Les éditions XYZ ont récemment publié le roman graphique Je pense que j’en aurai pas de Catherine Gauthier. La protagoniste, qui atteint ses 37 ans, fait face à de nombreux questionnements alors que son horloge biologique lui indique que sa fertilité diminue grandement de jour en jour. Elle semble avoir pris la décision de ne pas avoir d’enfants, mais la pression que son entourage lui fait ressentir la pousse à se remettre sans cesse en question. Elle illustre que le rôle de mère a longtemps été imposé aux femmes par l’Église. En effet, la procréation – en grande partie – était une vocation, un devoir auquel elles ne pouvaient renoncer. Les pensées ont beaucoup évolué depuis. Cependant, cette pression à la maternité reste ancrée dans la pensée populaire. Une femme est-elle réellement accomplie sans enfants ? Bien sûr que oui, la femme est d’ailleurs libre de choisir ce qu’elle fait de son corps et de sa vie.
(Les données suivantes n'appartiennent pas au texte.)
//! Audit events and account-lockout records.

use chrono::{DateTime, Duration, Utc};
use serde::{Deserialize, Serialize};
use serde_json::Value;
use uuid::Uuid;

use crate::{
  error::{EntityKind, Result},
  normalize::{ItemReader, ItemWriter, Record, UPDATED_AT},
  store::{Item, Table},
};

pub mod fields {
  use crate::normalize::Field;

  pub const ID: Field = Field::new("id", &["eventId", "event_id"]);
  pub const ACTOR_ID: Field = Field::new("actorId", &["userId", "user_id", "personId"]);
  pub const ACTION: Field = Field::new("action", &["eventType", "event_type"]);
  pub const RESOURCE_TYPE: Field = Field::new("resourceType", &["resource_type"]);
  pub const RESOURCE_ID: Field = Field::new("resourceId", &["resource_id"]);
  pub const TIMESTAMP: Field = Field::new("timestamp", &["createdAt", "created_at"]);
  pub const SEVERITY: Field = Field::plain("severity");
  pub const SUCCESS: Field = Field::plain("success");
  pub const ERROR_MESSAGE: Field = Field::new("errorMessage", &["error_message"]);
  pub const IP_ADDRESS: Field = Field::new("ipAddress", &["ip_address"]);
  pub const USER_AGENT: Field = Field::new("userAgent", &["user_agent"]);
  pub const DETAILS: Field = Field::plain("details");

  pub const LOCKOUT_PERSON_ID: Field = Field::new("personId", &["person_id"]);
  pub const FAILED_ATTEMPTS: Field = Field::new("failedAttempts", &["failed_attempts"]);
  pub const LOCKED_UNTIL: Field = Field::new("lockedUntil", &["locked_until"]);
  pub const LAST_ATTEMPT_AT: Field = Field::new("lastAttemptAt", &["last_attempt_at"]);
  pub const IP_ADDRESSES: Field = Field::new("ipAddresses", &["ip_addresses"]);
}

use fields as f;

// ─── Events ──────────────────────────────────────────────────────────────────

#[derive(
  Debug,
  Clone,
  Copy,
  PartialEq,
  Eq,
  Hash,
  Serialize,
  Deserialize,
  strum::Display,
  strum::AsRefStr,
  strum::EnumString,
)]
#[serde(rename_all = "SCREAMING_SNAKE_CASE")]
#[strum(serialize_all = "SCREAMING_SNAKE_CASE", ascii_case_insensitive)]
pub enum AuditAction {
  Create,
  Read,
  Update,
  Delete,
  Login,
  Logout,
  AdminAction,
  SecurityEvent,
  Export,
  Import,
}

#[derive(
  Debug,
  Clone,
  Copy,
  Default,
  PartialEq,
  Eq,
  PartialOrd,
  Ord,
  Hash,
  Serialize,
  Deserialize,
  strum::Display,
  strum::AsRefStr,
  strum::EnumString,
)]
#[serde(rename_all = "UPPERCASE")]
#[strum(serialize_all = "UPPERCASE", ascii_case_insensitive)]
pub enum Severity {
  #[default]
  Low,
  Medium,
  High,
  Critical,
}

/// Who performed an operation, and from where.
#[derive(Debug, Clone, Default, PartialEq, Eq, Serialize, Deserialize)]
#[serde(rename_all = "camelCase")]
pub struct Actor {
  pub id:         String,
  pub ip_address: Option<String>,
  pub user_agent: Option<String>,
}

impl Actor {
  pub fn new(id: impl Into<String>) -> Self {
    Self { id: id.into(), ip_address: None, user_agent: None }
  }

  /// Attributed to the service itself.
  pub fn system() -> Self { Self::new("system") }

  pub fn from_ip(mut self, ip: impl Into<String>) -> Self {
    self.ip_address = Some(ip.into());
    self
  }
}

#[derive(Debug, Clone, PartialEq, Serialize, Deserialize)]
#[serde(rename_all = "camelCase")]
pub struct AuditEvent {
  pub id:            String,
  pub actor_id:      String,
  pub action:        AuditAction,
  pub resource_type: String,
  pub resource_id:   Option<String>,
  pub timestamp:     DateTime<Utc>,
  pub severity:      Severity,
  pub success:       bool,
  pub error_message: Option<String>,
  pub ip_address:    Option<String>,
  pub user_agent:    Option<String>,
  pub details:       Item,
}

impl AuditEvent {
  pub fn new(
    actor: &Actor,
    action: AuditAction,
    resource_type: EntityKind,
    resource_id: impl Into<String>,
  ) -> Self {
    Self {
      id:            Uuid::new_v4().to_string(),
      actor_id:      actor.id.clone(),
      action,
      resource_type: resource_type.to_string(),
      resource_id:   Some(resource_id.into()),
      timestamp:     Utc::now(),
      severity:      Severity::default(),
      success:       true,
      error_message: None,
      ip_address:    actor.ip_address.clone(),
      user_agent:    actor.user_agent.clone(),
      details:       Item::new(),
    }
  }

  pub fn severity(mut self, severity: Severity) -> Self {
    self.severity = severity;
    self
  }

  pub fn detail(mut self, key: &str, value: impl Into<Value>) -> Self {
    self.details.insert(key.to_owned(), value.into());
    self
  }

  /// Mark the event as a failed attempt. Failures are at least `Medium`.
  pub fn failed(mut self, message: impl Into<String>) -> Self {
    self.success = false;
    self.error_message = Some(message.into());
    self.severity = self.severity.max(Severity::Medium);
    self
  }
}

impl Record for AuditEvent {
  const ENTITY: EntityKind = EntityKind::AuditEvent;
  const TABLE: Table = Table::AuditLogs;

  fn key(&self) -> &str { &self.id }

  fn from_item(item: &Item) -> Result<Self> {
    let r = ItemReader::new(Self::ENTITY, item);
    Ok(Self {
      id:            r.required(&f::ID)?,
      actor_id:      r.opt_string(&f::ACTOR_ID).unwrap_or_else(|| "unknown".to_owned()),
      action:        r.enumeration(&f::ACTION, AuditAction::SecurityEvent),
      resource_type: r.string(&f::RESOURCE_TYPE),
      resource_id:   r.opt_string(&f::RESOURCE_ID),
      timestamp:     r.timestamp(&f::TIMESTAMP).unwrap_or_default(),
      severity:      r.enumeration(&f::SEVERITY, Severity::default()),
      success:       r.bool(&f::SUCCESS, true),
      error_message: r.opt_string(&f::ERROR_MESSAGE),
      ip_address:    r.opt_string(&f::IP_ADDRESS),
      user_agent:    r.opt_string(&f::USER_AGENT),
      details:       r.object(&f::DETAILS).cloned().unwrap_or_default(),
    })
  }

  fn to_item(&self) -> Item {
    ItemWriter::new()
      .set(&f::ID, self.id.as_str())
      .set(&f::ACTOR_ID, self.actor_id.as_str())
      .set(&f::ACTION, self.action.to_string())
      .set(&f::RESOURCE_TYPE, self.resource_type.as_str())
      .set_opt(&f::RESOURCE_ID, self.resource_id.as_deref())
      .timestamp(&f::TIMESTAMP, self.timestamp)
      .set(&f::SEVERITY, self.severity.to_string())
      .set(&f::SUCCESS, self.success)
      .set_opt(&f::ERROR_MESSAGE, self.error_message.as_deref())
      .set_opt(&f::IP_ADDRESS, self.ip_address.as_deref())
      .set_opt(&f::USER_AGENT, self.user_agent.as_deref())
      .set(&f::DETAILS, Value::Object(self.details.clone()))
      .finish()
  }
}

// ─── Lockouts ────────────────────────────────────────────────────────────────

/// Thresholds for locking an account after repeated failures.
#[derive(Debug, Clone, Copy, PartialEq, Eq)]
pub struct LockoutPolicy {
  pub max_attempts:  u32,
  pub lock_duration: Duration,
  /// How many distinct source addresses to remember.
  pub ip_history:    usize,
}

impl Default for LockoutPolicy {
  fn default() -> Self {
    Self {
      max_attempts:  5,
      lock_duration: Duration::minutes(15),
      ip_history:    10,
    }
  }
}

/// Failed-login bookkeeping for one person, keyed by person id.
#[derive(Debug, Clone, PartialEq, Eq, Serialize, Deserialize)]
#[serde(rename_all = "camelCase")]
pub struct AccountLockout {
  pub person_id:       String,
  pub failed_attempts: u32,
  pub locked_until:    Option<DateTime<Utc>>,
  pub last_attempt_at: DateTime<Utc>,
  pub ip_addresses:    Vec<String>,
}

impl AccountLockout {
  pub fn is_locked(&self, now: DateTime<Utc>) -> bool {
    self.locked_until.is_some_and(|until| until > now)
  }

  /// The record after one more failed attempt.
  ///
  /// An expired lock starts a fresh count. Reaching `max_attempts` locks the
  /// account for `lock_duration` from `now`.
  pub fn after_failure(
    previous: Option<Self>,
    person_id: &str,
    ip: Option<&str>,
    policy: &LockoutPolicy,
    now: DateTime<Utc>,
  ) -> Self {
    let mut record = match previous {
      Some(prev) if prev.locked_until.is_some_and(|until| until <= now) => Self {
        failed_attempts: 0,
        locked_until: None,
        ..prev
      },
      Some(prev) => prev,
      None => Self {
        person_id:       person_id.to_owned(),
        failed_attempts: 0,
        locked_until:    None,
        last_attempt_at: now,
        ip_addresses:    Vec::new(),
      },
    };

    record.failed_attempts = record.failed_attempts.saturating_add(1);
    record.last_attempt_at = now;
    if let Some(ip) = ip {
      if !record.ip_addresses.iter().any(|seen| seen == ip) {
        record.ip_addresses.push(ip.to_owned());
      }
      let excess = record.ip_addresses.len().saturating_sub(policy.ip_history);
      record.ip_addresses.drain(..excess);
    }
    if record.failed_attempts >= policy.max_attempts && !record.is_locked(now) {
      record.locked_until = Some(now + policy.lock_duration);
    }
    record
  }
}

impl Record for AccountLockout {
  const ENTITY: EntityKind = EntityKind::Lockout;
  const TABLE: Table = Table::AccountLockouts;

  fn key(&self) -> &str { &self.person_id }

  fn from_item(item: &Item) -> Result<Self> {
    let r = ItemReader::new(Self::ENTITY, item);
    Ok(Self {
      person_id:       r.required(&f::LOCKOUT_PERSON_ID)?,
      failed_attempts: r.count(&f::FAILED_ATTEMPTS, 0),
      locked_until:    r.timestamp(&f::LOCKED_UNTIL),
      last_attempt_at: r
        .timestamp(&f::LAST_ATTEMPT_AT)
        .or_else(|| r.timestamp(&UPDATED_AT))
        .unwrap_or_default(),
      ip_addresses:    r.strings(&f::IP_ADDRESSES),
    })
  }

  fn to_item(&self) -> Item {
    ItemWriter::new()
      .set(&f::LOCKOUT_PERSON_ID, self.person_id.as_str())
      .set(&f::FAILED_ATTEMPTS, self.failed_attempts)
      .opt_timestamp(&f::LOCKED_UNTIL, self.locked_until)
      .timestamp(&f::LAST_ATTEMPT_AT, self.last_attempt_at)
      .set(&f::IP_ADDRESSES, self.ip_addresses.clone())
      .finish()
  }
}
Dans le roman graphique, aux illustrations si réalistes qu’on croirait à la photographie, l’autrice fait ressortir les nombreux sacrifices que représente le choix de la maternité. Catherine Gauthier évoque l’image de la vie parfaite telle qu’elle est représentée : les études, un bon emploi, un mari, une maison, des bébés. Pourtant, cela ne ressemble pas au parcours de la grande majorité des gens. L’autrice illustre d’ailleurs qu’une trajectoire peut être modifiée rapidement, de manière imprévisible. Elle le démontre en brossant le portrait de cinq femmes qui ont décidé, pour une raison ou pour une autre, de ne pas enfanter. Cela met en lumière l’importance du contexte : le partenaire, le célibat, la santé mentale, la fertilité. On peut choisir de décliner la maternité, comme on peut choisir de devenir mère autrement. L’autrice soutient, de manière bienveillante, que le rôle de mère ne devrait pas définir la femme.
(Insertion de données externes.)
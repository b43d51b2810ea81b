//! Shape-tolerant conversions between stored primitives and typed values.
//!
//! A value crossing the store boundary may have been written by any of
//! several historical code paths, so none of these functions assume an input
//! shape and none of them fail: unparseable input degrades to `None` (or the
//! caller's default) with a `warn!` line.

use chrono::{
  DateTime, NaiveDate, NaiveDateTime, NaiveTime, SecondsFormat, Utc,
};
use serde_json::Value;

/// Naive layouts produced by older writers that did not attach an offset.
/// They are read as UTC.
const NAIVE_LAYOUTS: &[&str] = &["%Y-%m-%dT%H:%M:%S%.f", "%Y-%m-%d %H:%M:%S%.f"];

const DATE_LAYOUT: &str = "%Y-%m-%d";

// ─── Timestamps ──────────────────────────────────────────────────────────────

/// A timestamp in either of the shapes a caller or a row may hold.
#[derive(Debug, Clone, Copy, PartialEq, Eq)]
pub enum TimeValue<'a> {
  Text(&'a str),
  Instant(DateTime<Utc>),
}

impl<'a> From<&'a str> for TimeValue<'a> {
  fn from(s: &'a str) -> Self { Self::Text(s) }
}

impl<'a> From<&'a String> for TimeValue<'a> {
  fn from(s: &'a String) -> Self { Self::Text(s) }
}

impl From<DateTime<Utc>> for TimeValue<'_> {
  fn from(dt: DateTime<Utc>) -> Self { Self::Instant(dt) }
}

/// The canonical stored form: RFC 3339, UTC, `Z` suffix, sub-seconds only
/// when present.
pub fn format_timestamp(dt: DateTime<Utc>) -> String {
  dt.to_rfc3339_opts(SecondsFormat::AutoSi, true)
}

/// Render a timestamp for storage. Strings pass through verbatim, instants
/// are formatted canonically, absent values yield `default`.
pub fn timestamp_string(value: Option<TimeValue<'_>>, default: &str) -> String {
  match value {
    Some(TimeValue::Text(s)) => s.to_owned(),
    Some(TimeValue::Instant(dt)) => format_timestamp(dt),
    None => default.to_owned(),
  }
}

/// Parse a timestamp from whatever shape it arrives in.
///
/// Empty strings and `None` are absent. A trailing `Z` is read as `+00:00`.
pub fn parse_timestamp(value: Option<TimeValue<'_>>) -> Option<DateTime<Utc>> {
  match value? {
    TimeValue::Instant(dt) => Some(dt),
    TimeValue::Text(s) => parse_timestamp_text(s),
  }
}

/// Parse a timestamp out of a raw stored attribute.
pub fn timestamp_from_value(value: Option<&Value>) -> Option<DateTime<Utc>> {
  match value? {
    Value::Null => None,
    Value::String(s) => parse_timestamp_text(s),
    other => {
      tracing::warn!(value = %other, "ignoring non-string timestamp attribute");
      None
    }
  }
}

fn parse_timestamp_text(raw: &str) -> Option<DateTime<Utc>> {
  let trimmed = raw.trim();
  if trimmed.is_empty() {
    return None;
  }

  let zoned = match trimmed.strip_suffix('Z') {
    Some(head) => format!("{head}+00:00"),
    None => trimmed.to_owned(),
  };

  if let Ok(dt) = DateTime::parse_from_rfc3339(&zoned) {
    return Some(dt.with_timezone(&Utc));
  }

  for layout in NAIVE_LAYOUTS {
    if let Ok(naive) = NaiveDateTime::parse_from_str(trimmed, layout) {
      return Some(naive.and_utc());
    }
  }

  if let Ok(date) = NaiveDate::parse_from_str(trimmed, DATE_LAYOUT) {
    return Some(date.and_time(NaiveTime::MIN).and_utc());
  }

  tracing::warn!(value = raw, "unparseable timestamp, treating as absent");
  None
}

// ─── Calendar dates ──────────────────────────────────────────────────────────

pub fn format_date(date: NaiveDate) -> String {
  date.format(DATE_LAYOUT).to_string()
}

/// Parse a calendar date; full timestamps contribute their UTC date.
pub fn parse_date(value: Option<&str>) -> Option<NaiveDate> {
  let raw = value?.trim();
  if raw.is_empty() {
    return None;
  }
  if let Ok(date) = NaiveDate::parse_from_str(raw, DATE_LAYOUT) {
    return Some(date);
  }
  parse_timestamp_text(raw).map(|dt| dt.date_naive())
}

// ─── Enumerations ────────────────────────────────────────────────────────────

/// The plain string for an enumeration value.
///
/// Accepts either a typed enum (every status enum derives
/// [`strum::AsRefStr`]) or a plain string from a row written before the field
/// was typed; both come back as the same stored string.
pub fn enum_string(value: impl AsRef<str>) -> String { value.as_ref().to_owned() }

#[cfg(test)]
mod tests {
  use chrono::TimeZone;

  use super::*;
  use crate::subscription::SubscriptionStatus;

  #[test]
  fn strings_pass_through_verbatim() {
    assert_eq!(
      timestamp_string(Some("2025-08-05".into()), ""),
      "2025-08-05"
    );
    assert_eq!(timestamp_string(None, "n/a"), "n/a");
  }

  #[test]
  fn formatting_then_parsing_is_lossless() {
    let samples = [
      Utc.with_ymd_and_hms(2025, 8, 5, 1, 0, 0).unwrap(),
      Utc.timestamp_opt(1_754_355_600, 123_456_000).unwrap(),
      Utc.timestamp_opt(0, 1).unwrap(),
    ];
    for t in samples {
      let text = timestamp_string(Some(t.into()), "");
      assert_eq!(parse_timestamp(Some(TimeValue::Text(&text))), Some(t));
    }
  }

  #[test]
  fn trailing_z_and_explicit_offset_agree() {
    let z = parse_timestamp(Some("2025-08-05T01:00:00Z".into()));
    let offset = parse_timestamp(Some("2025-08-05T01:00:00+00:00".into()));
    assert!(z.is_some());
    assert_eq!(z, offset);
  }

  #[test]
  fn naive_legacy_strings_read_as_utc() {
    let parsed = parse_timestamp(Some("2025-08-05T01:00:00.250000".into()))
      .expect("naive iso");
    assert_eq!(
      parsed,
      Utc.timestamp_opt(1_754_355_600, 250_000_000).unwrap()
    );
    assert!(parse_timestamp(Some("2025-08-05 01:00:00".into())).is_some());
  }

  #[test]
  fn absent_and_garbage_are_none() {
    assert_eq!(parse_timestamp(None), None);
    assert_eq!(parse_timestamp(Some("".into())), None);
    assert_eq!(parse_timestamp(Some("next tuesday".into())), None);
    assert_eq!(timestamp_from_value(Some(&Value::from(42))), None);
    assert_eq!(timestamp_from_value(Some(&Value::Null)), None);
  }

  #[test]
  fn instants_are_returned_as_is() {
    let now = Utc::now();
    assert_eq!(parse_timestamp(Some(now.into())), Some(now));
  }

  #[test]
  fn dates_accept_timestamps() {
    let d = NaiveDate::from_ymd_opt(2024, 2, 29).unwrap();
    assert_eq!(parse_date(Some("2024-02-29")), Some(d));
    assert_eq!(parse_date(Some("2024-02-29T23:00:00Z")), Some(d));
    assert_eq!(parse_date(Some("29/02/2024")), None);
    assert_eq!(format_date(d), "2024-02-29");
  }

  #[test]
  fn enum_string_accepts_both_shapes() {
    assert_eq!(enum_string(SubscriptionStatus::Inactive), "inactive");
    assert_eq!(enum_string("inactive"), "inactive");
    assert_eq!(enum_string(String::from("legacy")), "legacy");
  }
}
D’ailleurs, dans un monde où le crime, la guerre, la maladie, les enjeux environnementaux et les enjeux monétaires sont suspendus au-dessus de nos têtes comme une épée de Damoclès, la volonté d’avoir des enfants a de quoi être murement réfléchie.
Gauthier, Catherine, Je pense que j’en aurai pas, Montréal, XYZ, coll. « Quai n˚5 », 2023, 136 p.